I had never heard of Naval Ravikant. Suddenly “The Almanack of Naval Ravikant: A Guide to Wealth and Happiness” kept popping up on my radar. When the universe calls, you listen.

Read the book

An excellent book that is full of wisdom. In this blog, I will cover topics at random (from my own filter bubble). My advice is to buy the book and read it (maybe read it a few times).

Here it goes:

  • Wealth is a skill set.
  • Seek wealth, not money or status.
  • Focus on specific knowledge. Specific knowledge is the knowledge you cannot be trained for. It cannot be outsourced or automated. Specific knowledge is found by pursuing your genuine curiosity and passion rather than whatever is hot right now. 
  • Fortunes require leverage. Business leverage comes from capital, people, and products.
  • Write books and blogs and record videos and podcasts if you can’t code. The new generation’s fortunes are all made through code or media.

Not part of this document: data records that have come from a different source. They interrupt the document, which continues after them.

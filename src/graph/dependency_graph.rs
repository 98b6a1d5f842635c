//! Name-keyed adjacency store for resolved dependencies.
//!
//! Nodes are identified by package name only; the version a package was
//! fetched at is not part of its identity. A package becomes a key once its
//! dependencies have been resolved (possibly to nothing). A package that has
//! only been seen as somebody's dependency is a node of the graph but not a
//! key of the adjacency map.

use petgraph::dot::{Config, Dot};
use petgraph::graph::{DiGraph, NodeIndex};
use std::collections::{BTreeMap, BTreeSet, HashMap};
use std::io::{self, Write};

/// Package name -> names of its direct dependencies.
///
/// Both levels are ordered, which makes every walk over the map
/// deterministic without extra sorting.
pub type Adjacency = BTreeMap<String, BTreeSet<String>>;

/// A directed graph of package dependencies.
///
/// Edges point from the dependent package to its dependency.
///
/// # Example
///
/// ```rust
/// use depscope::graph::DependencyGraph;
///
/// let mut graph = DependencyGraph::new();
/// graph.add_edge("react-dom", "react");
/// graph.add_edge("react-dom", "scheduler");
/// graph.add_edge("react-dom", "react"); // idempotent
///
/// assert_eq!(graph.node_count(), 3);
/// assert_eq!(graph.edge_count(), 2);
/// assert!(graph.contains("react-dom"));
/// assert!(!graph.contains("react")); // referenced, never resolved
/// ```
#[derive(Debug, Clone, Default, PartialEq, Eq)]
pub struct DependencyGraph {
    adjacency: Adjacency,
}

impl DependencyGraph {
    /// Creates a new empty dependency graph.
    pub fn new() -> Self {
        Self::default()
    }

    /// Records `name` as resolved, with no dependencies yet.
    ///
    /// Returns `true` if the package was not already a key.
    pub fn add_node(&mut self, name: &str) -> bool {
        if self.adjacency.contains_key(name) {
            return false;
        }
        self.adjacency.insert(name.to_string(), BTreeSet::new());
        true
    }

    /// Records that `from` depends on `to`.
    ///
    /// Idempotent. `from` becomes a key if it was not one. An empty `to`
    /// is ignored so malformed metadata cannot create a nameless node.
    ///
    /// # Example
    ///
    /// ```rust
    /// use depscope::graph::DependencyGraph;
    ///
    /// let mut graph = DependencyGraph::new();
    /// graph.add_edge("app", "");
    ///
    /// assert!(graph.contains("app"));
    /// assert_eq!(graph.edge_count(), 0);
    /// ```
    pub fn add_edge(&mut self, from: &str, to: &str) {
        let deps = self.adjacency.entry(from.to_string()).or_default();
        if !to.is_empty() {
            deps.insert(to.to_string());
        }
    }

    /// Borrows the adjacency map.
    pub fn dependencies(&self) -> &Adjacency {
        &self.adjacency
    }

    /// Returns an owned copy of the adjacency map.
    ///
    /// Two snapshots taken without an intervening traversal are equal.
    pub fn snapshot(&self) -> Adjacency {
        self.adjacency.clone()
    }

    /// Direct dependencies of a resolved package.
    pub fn dependencies_of(&self, name: &str) -> Option<&BTreeSet<String>> {
        self.adjacency.get(name)
    }

    /// Packages that directly depend on `name`, in sorted order.
    pub fn dependents_of(&self, name: &str) -> Vec<&str> {
        self.adjacency
            .iter()
            .filter(|(_, deps)| deps.contains(name))
            .map(|(pkg, _)| pkg.as_str())
            .collect()
    }

    /// Returns true if `name` has been resolved (is a key).
    pub fn contains(&self, name: &str) -> bool {
        self.adjacency.contains_key(name)
    }

    /// Every package in the graph: resolved keys plus anything referenced.
    pub fn packages(&self) -> BTreeSet<&str> {
        self.adjacency
            .iter()
            .flat_map(|(pkg, deps)| {
                std::iter::once(pkg.as_str()).chain(deps.iter().map(String::as_str))
            })
            .collect()
    }

    /// Number of distinct packages, including unresolved references.
    pub fn node_count(&self) -> usize {
        self.packages().len()
    }

    /// Number of dependency edges.
    pub fn edge_count(&self) -> usize {
        self.adjacency.values().map(BTreeSet::len).sum()
    }

    /// Returns true if nothing has been recorded.
    pub fn is_empty(&self) -> bool {
        self.adjacency.is_empty()
    }

    /// Projects the graph into a petgraph `DiGraph` for the algorithms that
    /// need one. Node weights are package names.
    pub(crate) fn to_petgraph(&self) -> (DiGraph<String, ()>, HashMap<String, NodeIndex>) {
        let packages = self.packages();
        let mut graph = DiGraph::with_capacity(packages.len(), self.edge_count());
        let mut indices = HashMap::with_capacity(packages.len());

        for pkg in packages {
            let idx = graph.add_node(pkg.to_string());
            indices.insert(pkg.to_string(), idx);
        }

        for (pkg, deps) in &self.adjacency {
            let from = indices[pkg];
            for dep in deps {
                graph.add_edge(from, indices[dep], ());
            }
        }

        (graph, indices)
    }

    /// Writes one `pkg -> dep, dep` line per resolved package, sorted.
    ///
    /// ```rust
    /// use depscope::graph::DependencyGraph;
    ///
    /// let mut graph = DependencyGraph::new();
    /// graph.add_edge("app", "lib");
    /// graph.add_node("lib");
    ///
    /// let mut out = Vec::new();
    /// graph.write_summary(&mut out).unwrap();
    /// assert_eq!(
    ///     String::from_utf8(out).unwrap(),
    ///     "  app -> lib\n  lib -> (no dependencies)\n"
    /// );
    /// ```
    pub fn write_summary<W: Write>(&self, writer: &mut W) -> io::Result<()> {
        if self.adjacency.is_empty() {
            return writeln!(writer, "  (graph is empty)");
        }
        for (pkg, deps) in &self.adjacency {
            if deps.is_empty() {
                writeln!(writer, "  {} -> (no dependencies)", pkg)?;
            } else {
                let list: Vec<&str> = deps.iter().map(String::as_str).collect();
                writeln!(writer, "  {} -> {}", pkg, list.join(", "))?;
            }
        }
        Ok(())
    }

    /// Renders the graph in Graphviz DOT form.
    ///
    /// Nodes are labelled with package names; edges carry no label.
    /// Unresolved references appear as ordinary nodes.
    pub fn to_dot(&self) -> String {
        let (graph, _) = self.to_petgraph();
        let graph = graph.map(|_, name| name.clone(), |_, _| "");
        format!("{}", Dot::with_config(&graph, &[Config::EdgeNoLabel]))
    }
}

impl From<Adjacency> for DependencyGraph {
    fn from(adjacency: Adjacency) -> Self {
        Self { adjacency }
    }
}

#[cfg(test)]
mod tests {
    use super::*;

    fn diamond() -> DependencyGraph {
        let mut graph = DependencyGraph::new();
        graph.add_edge("app", "left");
        graph.add_edge("app", "right");
        graph.add_edge("left", "base");
        graph.add_edge("right", "base");
        graph
    }

    #[test]
    fn test_create_empty_graph() {
        let graph = DependencyGraph::new();
        assert_eq!(graph.node_count(), 0);
        assert_eq!(graph.edge_count(), 0);
        assert!(graph.is_empty());
    }

    #[test]
    fn test_add_node() {
        let mut graph = DependencyGraph::new();
        assert!(graph.add_node("leaf"));
        assert!(!graph.add_node("leaf"));

        assert!(graph.contains("leaf"));
        assert_eq!(graph.dependencies_of("leaf").map(BTreeSet::len), Some(0));
    }

    #[test]
    fn test_add_edge_is_idempotent() {
        let mut graph = DependencyGraph::new();
        graph.add_edge("a", "b");
        graph.add_edge("a", "b");

        assert_eq!(graph.edge_count(), 1);
    }

    #[test]
    fn test_add_edge_ignores_empty_target() {
        let mut graph = DependencyGraph::new();
        graph.add_edge("a", "");

        assert!(graph.contains("a"));
        assert_eq!(graph.node_count(), 1);
        assert_eq!(graph.edge_count(), 0);
    }

    #[test]
    fn test_add_node_keeps_existing_edges() {
        let mut graph = DependencyGraph::new();
        graph.add_edge("a", "b");
        graph.add_node("a");

        assert_eq!(graph.edge_count(), 1);
    }

    #[test]
    fn test_referenced_package_is_node_not_key() {
        let graph = diamond();

        assert!(!graph.contains("base"));
        assert!(graph.packages().contains("base"));
        assert_eq!(graph.node_count(), 4);
        assert_eq!(graph.edge_count(), 4);
    }

    #[test]
    fn test_dependents_of() {
        let graph = diamond();

        assert_eq!(graph.dependents_of("base"), vec!["left", "right"]);
        assert!(graph.dependents_of("app").is_empty());
    }

    #[test]
    fn test_snapshot_is_stable() {
        let graph = diamond();
        assert_eq!(graph.snapshot(), graph.snapshot());
        assert_eq!(&graph.snapshot(), graph.dependencies());
    }

    #[test]
    fn test_self_dependency_is_recorded() {
        let mut graph = DependencyGraph::new();
        graph.add_edge("a", "a");

        assert_eq!(graph.node_count(), 1);
        assert_eq!(graph.edge_count(), 1);
    }

    #[test]
    fn test_to_petgraph_projection() {
        let graph = diamond();
        let (pg, indices) = graph.to_petgraph();

        assert_eq!(pg.node_count(), 4);
        assert_eq!(pg.edge_count(), 4);
        assert!(pg.contains_edge(indices["app"], indices["left"]));
        assert!(!pg.contains_edge(indices["left"], indices["app"]));
    }

    #[test]
    fn test_from_adjacency() {
        let mut adjacency = Adjacency::new();
        adjacency.insert("x".to_string(), BTreeSet::from(["y".to_string()]));

        let graph = DependencyGraph::from(adjacency.clone());
        assert_eq!(graph.snapshot(), adjacency);
    }

    #[test]
    fn test_to_dot() {
        let dot = diamond().to_dot();

        assert!(dot.starts_with("digraph {"));
        assert!(dot.contains("label = \"app\""));
        assert!(dot.contains("label = \"base\""));
        assert_eq!(dot.matches("->").count(), 4);
    }

    #[test]
    fn test_to_dot_empty_graph() {
        let dot = DependencyGraph::new().to_dot();
        assert!(!dot.contains("->"));
    }

    #[test]
    fn test_write_summary() {
        let mut out = Vec::new();
        diamond().write_summary(&mut out).unwrap();

        let text = String::from_utf8(out).unwrap();
        assert_eq!(
            text,
            "  app -> left, right\n  left -> base\n  right -> base\n"
        );
    }

    #[test]
    fn test_write_summary_empty() {
        let mut out = Vec::new();
        DependencyGraph::new().write_summary(&mut out).unwrap();
        assert_eq!(String::from_utf8(out).unwrap(), "  (graph is empty)\n");
    }
}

Joe Rogan is making $50 million to $100 million a year from his podcast.
  • There is no skill called “business.” Avoid business magazines and business classes.
  • Intentions don’t matter. Actions do. That’s why being ethical is hard.
  • Embrace accountability and take business risks under your own name. Society will reward you with responsibility, equity, and leverage. Accountability is a double-edged thing. It allows you to take credit when things go well and to bear the brunt of failure when things go badly. Skin in the game (he is a fan of Taleb too).
  • Inspiration is perishable—act on it immediately
  • In 1,000 parallel universes, you want to be wealthy in 999 of them.
  • Patience. Immediate doesn’t work.
  • People are oddly consistent. Karma is just you, repeating your patterns, virtues, and flaws until you finally get what you deserve. Always pay it forward. And don’t keep count. Karma management.
  • If you want to get rich over your life in a deterministically predictable way, stay on the bleeding edge of trends and study technology, design, and art—become really good at something. 
  • The definition of wisdom is knowing the long-term consequences of your actions.
  • It’s only after you’re bored that you have the great ideas. It’s never going to be when you’re stressed, busy, running around or rushed. Make the time.
  • Facebook redesigns. Twitter redesigns. Personalities, careers, and teams also need redesigns. There are no permanent solutions in a dynamic system.
  • If you can’t decide, the answer is no.
  • If you’re evenly split on a difficult decision, take the path more painful in the short term.
  • The world just reflects your own feelings back at you. Reality is neutral. Reality has no judgments. You always have three options: you can change it, accept it, or leave it.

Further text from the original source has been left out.